With Children at the Seaside () is a Bulgarian anthology comedy film released in 1972, directed by Dimitar Petrov, starring Georgi Partsalev, Petar Peychev and Ivaylo Dzhambazov. The screenplay is written by Mormarevi Brothers.

The movie consists of two separated stories that are bound by the theme about the summer seaside vacation as well as by the character of the plump teenager Pipsi. This is the second film of the "Childhood series" by Mormarevi Brothers, featuring children's characters in the main parts.

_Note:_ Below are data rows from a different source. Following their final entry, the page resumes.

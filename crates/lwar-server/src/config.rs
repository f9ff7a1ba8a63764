// config.rs — protocol, capacity, and gameplay constants

use lwar_common::clock::Clock;

// ============================================================
// Network
// ============================================================

pub const NETWORK_REVISION: u8 = 28;
pub const SERVER_PORT: u16 = 32422;

/// Discovery runs one port above the game port.
pub const MULTICAST_GROUP: &str = "FF05::3";
pub const MULTICAST_HOPS: u32 = 1;

/// Send throttle when the host does not force a flush.
pub const UPDATE_INTERVAL: Clock = 30;

/// Drop a connection after fifteen silent seconds.
pub const TIMEOUT_INTERVAL: Clock = 15 * 1000;

pub const RETRANSMIT_INTERVAL: Clock = 100;
pub const DISCOVERY_INTERVAL: Clock = 5 * 1000;
pub const STATS_INTERVAL: Clock = 1000;

// ============================================================
// Capacity
// ============================================================

pub const MAX_CLIENTS: usize = 8;
pub const MAX_ENTITIES: usize = 4096;
pub const MAX_ENTITY_TYPES: usize = 32;
/// Should be n^2-1 for the priority queue.
pub const MAX_COLLISIONS: usize = 32;
pub const MAX_QUEUE: usize = 4096;

pub const NUM_SLOTS: usize = 4;

pub const MAX_NAME_LENGTH: usize = 32;
pub const MAX_CHAT_LENGTH: usize = 256;

// ============================================================
// Gameplay
// ============================================================

pub const MISBEHAVIOR_LIMIT: u32 = 10;

pub const MAX_PLANETS: usize = 11;
pub const MIN_PLANET_DIST: f32 = 2500.0;

/// Aim vectors shorter than this are ignored.
pub const AIM_DEADZONE: f32 = 24.0;
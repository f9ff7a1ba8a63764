// client.rs — the client table
//
// At most eight participants, remote and local (bots). Remote clients are
// found by source address with a linear scan; id lookups go through the pool
// index and are validated against the generation. Removal is deferred: a
// client marked dead stays addressable until the cleanup stage.

use lwar_common::address::{Address, ADDRESS_NONE};
use lwar_common::clock::Clock;
use lwar_common::id::Id;
use lwar_common::pool::Pool;

use crate::entity;
use crate::player::Player;
use crate::server::Server;

/// Bit-set over client slots.
#[derive(Debug, Clone, Copy, PartialEq, Eq, Default)]
pub struct ClientSet(pub u32);

impl ClientSet {
    pub const EMPTY: ClientSet = ClientSet(0);

    pub fn insert(&mut self, n: u16) {
        self.0 |= 1 << n;
    }

    pub fn remove(&mut self, n: u16) {
        self.0 &= !(1 << n);
    }

    pub fn contains(&self, n: u16) -> bool {
        self.0 & (1 << n) != 0
    }

    pub fn disjoint(&self, other: ClientSet) -> bool {
        self.0 & other.0 == 0
    }

    pub fn is_empty(&self) -> bool {
        self.0 == 0
    }
}

pub struct Client {
    pub player: Player,
    pub adr: Address,
    pub ping: u16,

    /// adr is valid; local bots never touch the network.
    pub remote: bool,
    /// Actively disconnected; suppresses the LEAVE broadcast on timeout.
    pub has_left: bool,
    /// Slot will be reclaimed in cleanup, don't start anything new with it.
    pub dead: bool,

    pub next_out_reliable_seqno: u32,
    pub next_out_unreliable_seqno: u32,

    pub last_in_reliable_seqno: u32,
    pub last_in_unreliable_seqno: u32,

    pub last_in_ack: u32,
    pub last_in_frameno: u32,
    pub last_activity: Clock,

    /// Protocol violations; crossing the limit gets the client kicked.
    pub misbehavior: u32,
}

impl Default for Client {
    fn default() -> Self {
        Client {
            player: Player::default(),
            adr: ADDRESS_NONE,
            ping: 0,
            remote: false,
            has_left: false,
            dead: false,
            // outgoing streams start at one; zero is never a valid seqno
            next_out_reliable_seqno: 1,
            next_out_unreliable_seqno: 1,
            last_in_reliable_seqno: 0,
            last_in_unreliable_seqno: 0,
            last_in_ack: 0,
            last_in_frameno: 0,
            last_activity: 0,
            misbehavior: 0,
        }
    }
}

pub fn client_create(sv: &mut Server, adr: &Address) -> Option<u16> {
    let n = sv.clients.alloc()?;
    let id = sv.clients.id(n);
    let c = sv.clients.get_mut(n).expect("freshly allocated");
    c.adr = *adr;
    c.remote = true;
    c.player.id = id;
    sv.connected.insert(n);
    log::debug!("+ client {}", n);
    Some(n)
}

pub fn client_create_local(sv: &mut Server) -> Option<u16> {
    let n = sv.clients.alloc()?;
    let id = sv.clients.id(n);
    let c = sv.clients.get_mut(n).expect("freshly allocated");
    c.adr = ADDRESS_NONE;
    c.remote = false;
    c.player.id = id;
    log::debug!("+ bot {}", n);
    Some(n)
}

pub fn client_remove(sv: &mut Server, n: u16) {
    if let Some(c) = sv.clients.get_mut(n) {
        c.dead = true;
        sv.connected.remove(n);
        log::debug!("- client {}", n);
    }
}

pub fn client_lookup(clients: &Pool<Client>, adr: &Address) -> Option<u16> {
    clients
        .iter()
        .find(|(_, c)| c.remote && c.adr == *adr)
        .map(|(n, _)| n)
}

/// Generation-validated id lookup.
pub fn client_get(clients: &Pool<Client>, player: Id) -> Option<u16> {
    clients.get_id(player).map(|_| player.n)
}

/// Reclaim dead slots. Entities owned by the departing player go with them
/// (marked here, freed in the entity cleanup that follows).
pub fn clients_cleanup(sv: &mut Server) {
    let dead: Vec<u16> = sv
        .clients
        .iter()
        .filter(|(_, c)| c.dead)
        .map(|(n, _)| n)
        .collect();
    for n in dead {
        entity::entities_remove_for(sv, n);
        sv.clients.free(n);
    }
}

#[cfg(test)]
mod tests {
    use super::*;
    use crate::config::MAX_CLIENTS;
    use crate::server::Server;
    use std::net::SocketAddr;

    fn adr(port: u16) -> Address {
        Address::from(SocketAddr::from(([10, 0, 0, 1], port)))
    }

    #[test]
    fn lookup_by_address_finds_remotes_only() {
        let mut sv = Server::new();
        let bot = client_create_local(&mut sv).unwrap();
        let a = adr(1000);
        let c = client_create(&mut sv, &a).unwrap();
        assert_eq!(client_lookup(&sv.clients, &a), Some(c));
        assert_eq!(client_lookup(&sv.clients, &adr(2000)), None);
        assert_ne!(client_lookup(&sv.clients, &ADDRESS_NONE), Some(bot));
    }

    #[test]
    fn connected_set_tracks_remotes() {
        let mut sv = Server::new();
        let bot = client_create_local(&mut sv).unwrap();
        let c = client_create(&mut sv, &adr(1)).unwrap();
        assert!(!sv.connected.contains(bot));
        assert!(sv.connected.contains(c));
        client_remove(&mut sv, c);
        assert!(!sv.connected.contains(c));
        // still addressable until cleanup
        assert!(sv.clients.get(c).is_some());
        clients_cleanup(&mut sv);
        assert!(sv.clients.get(c).is_none());
    }

    #[test]
    fn table_caps_at_max_clients() {
        let mut sv = Server::new();
        for i in 0..MAX_CLIENTS {
            assert!(client_create(&mut sv, &adr(i as u16)).is_some());
        }
        assert!(client_create(&mut sv, &adr(99)).is_none());
    }

    #[test]
    fn id_lookup_rejects_stale_generation() {
        let mut sv = Server::new();
        let n = client_create(&mut sv, &adr(1)).unwrap();
        let id = sv.clients.id(n);
        assert_eq!(client_get(&sv.clients, id), Some(n));
        client_remove(&mut sv, n);
        clients_cleanup(&mut sv);
        let n2 = client_create(&mut sv, &adr(2)).unwrap();
        assert_eq!(n, n2, "slot reused");
        assert_eq!(client_get(&sv.clients, id), None, "stale id must not resolve");
    }

    #[test]
    fn seqno_seeds() {
        let c = Client::default();
        assert_eq!(c.next_out_reliable_seqno, 1);
        assert_eq!(c.next_out_unreliable_seqno, 1);
        assert_eq!(c.last_in_reliable_seqno, 0);
    }
}
// main.rs — dedicated server binary
//
// A thin timer around the server core: bind, then tick on a millisecond
// clock until interrupted.

use std::thread;
use std::time::{Duration, Instant};

use lwar_server::{Server, SERVER_PORT};

const FRAME: Duration = Duration::from_millis(2);

fn main() {
    env_logger::Builder::from_env(env_logger::Env::default().default_filter_or("info")).init();

    let port = std::env::args()
        .nth(1)
        .map(|a| a.parse().unwrap_or_else(|_| {
            eprintln!("usage: lwar-dedicated [port]");
            std::process::exit(2);
        }))
        .unwrap_or(SERVER_PORT);

    let mut server = match Server::init(port) {
        Ok(s) => s,
        Err(e) => {
            log::error!("startup failed: {}", e);
            std::process::exit(1);
        }
    };

    let start = Instant::now();
    loop {
        let now = start.elapsed().as_millis() as u64;
        if !server.tick(now, false) {
            break;
        }
        thread::sleep(FRAME);
    }
    server.shutdown();
}
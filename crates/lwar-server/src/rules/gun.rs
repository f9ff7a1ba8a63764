// rules/gun.rs — slot-mounted bullet gun

use lwar_common::vector::{unit, VEC2_ZERO};

use crate::config::NUM_SLOTS;
use crate::entity::{self, EntityType, NO_SLOT};
use crate::rules::{TYPE_BULLET, TYPE_GUN};
use crate::server::Server;

pub static GUN: EntityType = EntityType {
    id: TYPE_GUN,
    name: "gun",
    act: Some(shoot),
    collide: None,
    init_interval: 300,
    // ammunition
    init_energy: 1000.0,
    init_health: 1.0,
    init_shield: 1.0,
    init_len: 0.0,
    init_mass: 0.0,
    init_radius: 8.0,
    max_a: VEC2_ZERO,
    max_b: VEC2_ZERO,
    max_rot: 0.0,
    collides: false,
    bounces: false,
    formats: &[],
    slots: [NO_SLOT; NUM_SLOTS],
};

/// Fire a bullet from the mounting ship's nose while ammunition lasts.
fn shoot(sv: &mut Server, gun: u16) {
    let Some(e) = sv.entities.get(gun) else { return };
    if e.energy <= 0.0 {
        return;
    }
    let Some(ship) = e.parent.and_then(|p| sv.entities.get(p)) else { return };
    let Some(bullet) = entity::entity_type_get(sv, TYPE_BULLET) else { return };

    let f = unit(ship.phi);
    let x = ship.x + f.scale(ship.radius + bullet.init_radius * 2.0);
    let v = ship.v + f.scale(bullet.max_a.y);
    let player = e.player;

    sv.entities.get_mut(gun).expect("checked above").energy -= 1.0;
    if let Some(b) = entity::entity_create(sv, bullet, player, x, v) {
        sv.entities.get_mut(b).expect("just created").active = true;
    }
}
// entity.rs — entities, entity types, and the attachment tree
//
// An entity's type is an immutable static descriptor carrying the gameplay
// callbacks and initial scalars. Entities themselves live in the server's
// pool; cross-references (owner, parent, children) are slot indices, valid
// because nothing is reclaimed mid-tick: removal marks `dead` and the slot is
// freed only in the cleanup stage after the send pass.

use lwar_common::clock::{clock_periodic, Clock, Time};
use lwar_common::id::Id;
use lwar_common::message::UpdateKind;
use lwar_common::vector::{Real, Vec2, VEC2_ZERO};

use crate::config::{MAX_ENTITY_TYPES, NUM_SLOTS};
use crate::format;
use crate::player;
use crate::queue;
use crate::server::Server;

pub type ActFn = fn(&mut Server, u16);
pub type CollideFn = fn(&mut Server, u16, u16, Real);

/// Bit-set over entity type ids, for slot attachment rules.
pub type TypeSet = u32;

pub const fn type_bit(id: u8) -> TypeSet {
    1 << id
}

#[derive(Clone, Copy)]
pub struct SlotType {
    pub dx: Vec2,
    pub dphi: Real,
    pub possible_types: TypeSet,
}

pub const NO_SLOT: SlotType = SlotType { dx: VEC2_ZERO, dphi: 0.0, possible_types: 0 };

pub struct EntityType {
    pub id: u8,
    pub name: &'static str,

    pub act: Option<ActFn>,
    pub collide: Option<CollideFn>,

    /// Cadence of the act callback while the entity is active.
    pub init_interval: Clock,

    pub init_energy: Real,
    pub init_health: Real,
    pub init_shield: Real,
    pub init_len: Real,
    pub init_mass: Real,
    pub init_radius: Real,

    pub max_a: Vec2,
    pub max_b: Vec2,
    pub max_rot: Real,

    pub collides: bool,
    pub bounces: bool,

    /// Snapshot formats this type's entities are members of.
    pub formats: &'static [UpdateKind],

    pub slots: [SlotType; NUM_SLOTS],
}

/// Placeholder descriptor for pool slots that have never been created.
static UNTYPED: EntityType = EntityType {
    id: 0,
    name: "untyped",
    act: None,
    collide: None,
    init_interval: 0,
    init_energy: 0.0,
    init_health: 0.0,
    init_shield: 0.0,
    init_len: 0.0,
    init_mass: 0.0,
    init_radius: 0.0,
    max_a: VEC2_ZERO,
    max_b: VEC2_ZERO,
    max_rot: 0.0,
    collides: false,
    bounces: false,
    formats: &[],
    slots: [NO_SLOT; NUM_SLOTS],
};

/// Which player slot an entity occupies, if any.
#[derive(Debug, Clone, Copy, PartialEq, Eq)]
pub enum SlotRef {
    Ship,
    Weapon(usize),
}

pub struct Entity {
    pub id: Id,
    pub etype: &'static EntityType,
    pub dead: bool,
    pub age: Clock,

    /// Owning client slot.
    pub player: Option<u16>,

    pub parent: Option<u16>,
    pub children: Vec<u16>,
    pub slot: Option<SlotRef>,
    pub target: Option<Id>,

    pub active: bool,
    pub interval: Clock,
    pub periodic: Clock,

    pub x: Vec2,
    pub v: Vec2,
    pub a: Vec2,
    pub phi: Real,
    pub rot: Real,

    /// Placement relative to the parent while attached.
    pub dx: Vec2,
    pub dphi: Real,

    pub energy: Real,
    pub health: Real,
    pub shield: Real,
    pub len: Real,
    pub mass: Real,
    pub radius: Real,
    pub remaining: Time,

    pub collides: bool,
    pub bounces: bool,
}

impl Default for Entity {
    fn default() -> Self {
        Entity {
            id: Id::default(),
            etype: &UNTYPED,
            dead: false,
            age: 0,
            player: None,
            parent: None,
            children: Vec::new(),
            slot: None,
            target: None,
            active: false,
            interval: 0,
            periodic: 0,
            x: VEC2_ZERO,
            v: VEC2_ZERO,
            a: VEC2_ZERO,
            phi: 0.0,
            rot: 0.0,
            dx: VEC2_ZERO,
            dphi: 0.0,
            energy: 0.0,
            health: 0.0,
            shield: 0.0,
            len: 0.0,
            mass: 0.0,
            radius: 0.0,
            remaining: 0.0,
            collides: false,
            bounces: false,
        }
    }
}

// ============================================================
// Type registry
// ============================================================

pub fn entity_type_register(sv: &mut Server, t: &'static EntityType) {
    let id = t.id as usize;
    assert!(id < MAX_ENTITY_TYPES);
    sv.types[id] = Some(t);
}

pub fn entity_type_get(sv: &Server, id: u8) -> Option<&'static EntityType> {
    sv.types.get(id as usize).copied().flatten()
}

// ============================================================
// Lifecycle
// ============================================================

/// Allocate and initialize an entity from its type's defaults. Announces it
/// through the format system if the type carries one.
pub fn entity_create(
    sv: &mut Server,
    t: &'static EntityType,
    player: Option<u16>,
    x: Vec2,
    v: Vec2,
) -> Option<u16> {
    let Some(n) = sv.entities.alloc() else {
        log::error!("entity pool exhausted, dropping spawn of {}", t.name);
        return None;
    };
    let id = sv.entities.id(n);
    let e = sv.entities.get_mut(n).expect("freshly allocated");
    e.id = id;
    e.etype = t;
    e.player = player;
    e.x = x;
    e.v = v;
    e.interval = t.init_interval;
    e.energy = t.init_energy;
    e.health = t.init_health;
    e.shield = t.init_shield;
    e.len = t.init_len;
    e.mass = t.init_mass;
    e.radius = t.init_radius;
    e.collides = t.collides;
    e.bounces = t.bounces;

    format::formats_insert(&mut sv.formats, t, n);
    if !t.formats.is_empty() {
        queue::queue_add(sv, n);
    }
    log::debug!("+ entity {} ({})", n, t.name);
    Some(n)
}

/// Attach `child` to `parent` at the given relative placement. The child
/// stops moving on its own; its pose is re-slaved to the parent every tick.
pub fn entity_attach(sv: &mut Server, parent: u16, child: u16, dx: Vec2, dphi: Real) {
    assert_ne!(parent, child);
    {
        let c = sv.entities.get_mut(child).expect("attach of dead child");
        assert!(c.parent.is_none(), "entity already attached");
        c.parent = Some(parent);
        c.dx = dx;
        c.dphi = dphi;
    }
    // an attachment cycle would orphan the subtree from the physics pass
    let mut up = Some(parent);
    while let Some(n) = up {
        assert_ne!(n, child, "attachment cycle");
        up = sv.entities.get(n).and_then(|e| e.parent);
    }
    let p = sv.entities.get_mut(parent).expect("attach to dead parent");
    p.children.push(child);
}

/// Mark an entity (and its attachment subtree) for removal. Slots are freed
/// in the cleanup stage; the REMOVE broadcast is queued immediately.
pub fn entity_remove(sv: &mut Server, n: u16) {
    let Some(e) = sv.entities.get_mut(n) else { return };
    if e.dead {
        return;
    }
    e.dead = true;
    let children = e.children.clone();
    let has_format = !e.etype.formats.is_empty();
    log::debug!("- entity {} ({})", n, e.etype.name);

    player::player_notify_entity(sv, n);
    if has_format {
        queue::queue_remove(sv, n);
    }
    for c in children {
        entity_remove(sv, c);
    }
}

/// Mark every entity owned by a departing player.
pub fn entities_remove_for(sv: &mut Server, client: u16) {
    for n in sv.entities.indices() {
        let owned = sv.entities.get(n).map(|e| e.player == Some(client)).unwrap_or(false);
        if owned {
            entity_remove(sv, n);
        }
    }
}

// ============================================================
// Per-tick update
// ============================================================

/// Age entities and fire the periodic act callbacks. An entity whose health
/// has run out is removed here, after its own act had the chance to notice.
pub fn entities_update(sv: &mut Server) {
    let delta = sv.clock_delta();
    for n in sv.entities.indices() {
        let Some(e) = sv.entities.get_mut(n) else { continue };
        if e.dead {
            continue;
        }
        e.age += delta;

        let mut act = None;
        if e.active {
            if clock_periodic(&mut e.periodic, e.interval, delta) {
                act = e.etype.act;
            }
        } else {
            e.periodic = 0;
        }
        if let Some(act) = act {
            act(sv, n);
        }

        let expired = sv
            .entities
            .get(n)
            .map(|e| !e.dead && e.etype.init_health > 0.0 && e.health <= 0.0)
            .unwrap_or(false);
        if expired {
            entity_remove(sv, n);
        }
    }
}

/// Reclaim dead entities after the send pass so queued broadcasts could still
/// reference their slots.
pub fn entities_cleanup(sv: &mut Server) {
    let dead: Vec<u16> = sv
        .entities
        .iter()
        .filter(|(_, e)| e.dead)
        .map(|(n, _)| n)
        .collect();
    for n in dead {
        format::formats_remove(&mut sv.formats, n);
        let parent = sv.entities.get(n).and_then(|e| e.parent);
        if let Some(p) = parent.and_then(|p| sv.entities.get_mut(p)) {
            p.children.retain(|&c| c != n);
        }
        sv.entities.free(n);
    }
}

// ============================================================
// Forces and damage
// ============================================================

/// Accumulate a world-frame acceleration.
pub fn entity_push(sv: &mut Server, n: u16, a: Vec2) {
    if let Some(e) = sv.entities.get_mut(n) {
        e.a += a;
    }
}

/// Accelerate in the entity's own frame, clamped to the type's thrust and
/// brake limits per axis.
pub fn entity_accelerate(sv: &mut Server, n: u16, a: Vec2) {
    if let Some(e) = sv.entities.get_mut(n) {
        let t = e.etype;
        let local = Vec2::new(
            a.x.clamp(-t.max_b.x, t.max_a.x),
            a.y.clamp(-t.max_b.y, t.max_a.y),
        );
        e.a += local.rotate(e.phi);
    }
}

/// Accelerate toward the given absolute velocity, limited by the type caps.
pub fn entity_accelerate_to(sv: &mut Server, n: u16, v: Vec2) {
    if let Some(e) = sv.entities.get_mut(n) {
        let local = (v - e.v).rotate(-e.phi);
        let phi = e.phi;
        let t = e.etype;
        let clamped = Vec2::new(
            local.x.clamp(-t.max_b.x, t.max_a.x),
            local.y.clamp(-t.max_b.y, t.max_a.y),
        );
        e.a += clamped.rotate(phi);
    }
}

/// Rotate at a fraction of the type's turn rate, `r` in [-1, 1].
pub fn entity_rotate(sv: &mut Server, n: u16, r: Real) {
    if let Some(e) = sv.entities.get_mut(n) {
        e.rot = r.clamp(-1.0, 1.0) * e.etype.max_rot;
    }
}

/// Apply damage, scaled by the victim's shield factor. Credits the attacker
/// when this kills a player-owned entity.
pub fn entity_hit(sv: &mut Server, n: u16, damage: Real, attacker: Option<u16>) {
    let Some(e) = sv.entities.get_mut(n) else { return };
    if e.dead {
        return;
    }
    e.health -= damage * e.shield;
    if e.health > 0.0 {
        return;
    }
    let victim = e.player;
    entity_remove(sv, n);
    if let (Some(v), Some(k)) = (victim, attacker) {
        if v != k {
            if let Some(c) = sv.clients.get_mut(k) {
                c.player.kills += 1;
            }
            if let Some(c) = sv.clients.get_mut(v) {
                c.player.deaths += 1;
            }
            queue::queue_kill(sv, k, v);
        }
    }
}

The first segment is named The Dolphin, starring mostly children led by the witty plump teenager Pipsi (Petar Peychev). The kids are obsessed by the story about a mysterious dolphin insinuated by a local fisherman and playboy who tries to tie affair with the elder sister of one of them. The second segment is named The Amateur Photographer, starring one of the leading Bulgarian comic actors, Georgi Partsalev, in the role of uncle Mancho, an aging man who flirts with a young female colleague during a pseudo business trip at the seaside. Unfortunately for them, they are accidentally photographed by the same teenager Pipsi (Petar Peychev) who turns out to be a neighbor of uncle Mancho.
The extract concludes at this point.